▸ **WORK ORDER**: Output all of the listing below, leaving every line unchanged.
═══ SUPPLIED MATERIAL ═══
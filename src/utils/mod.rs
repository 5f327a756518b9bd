// Utility functions
pub mod cache;
pub mod error;

pub use cache::*;
pub use error::*;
═══
▸ **SOLUTION**:
filename src/utils/mod.rs
repository 5f327a756518b9bd
// Utility functions
pub mod cache;
pub mod error;

pub use cache::*;
pub use error::*;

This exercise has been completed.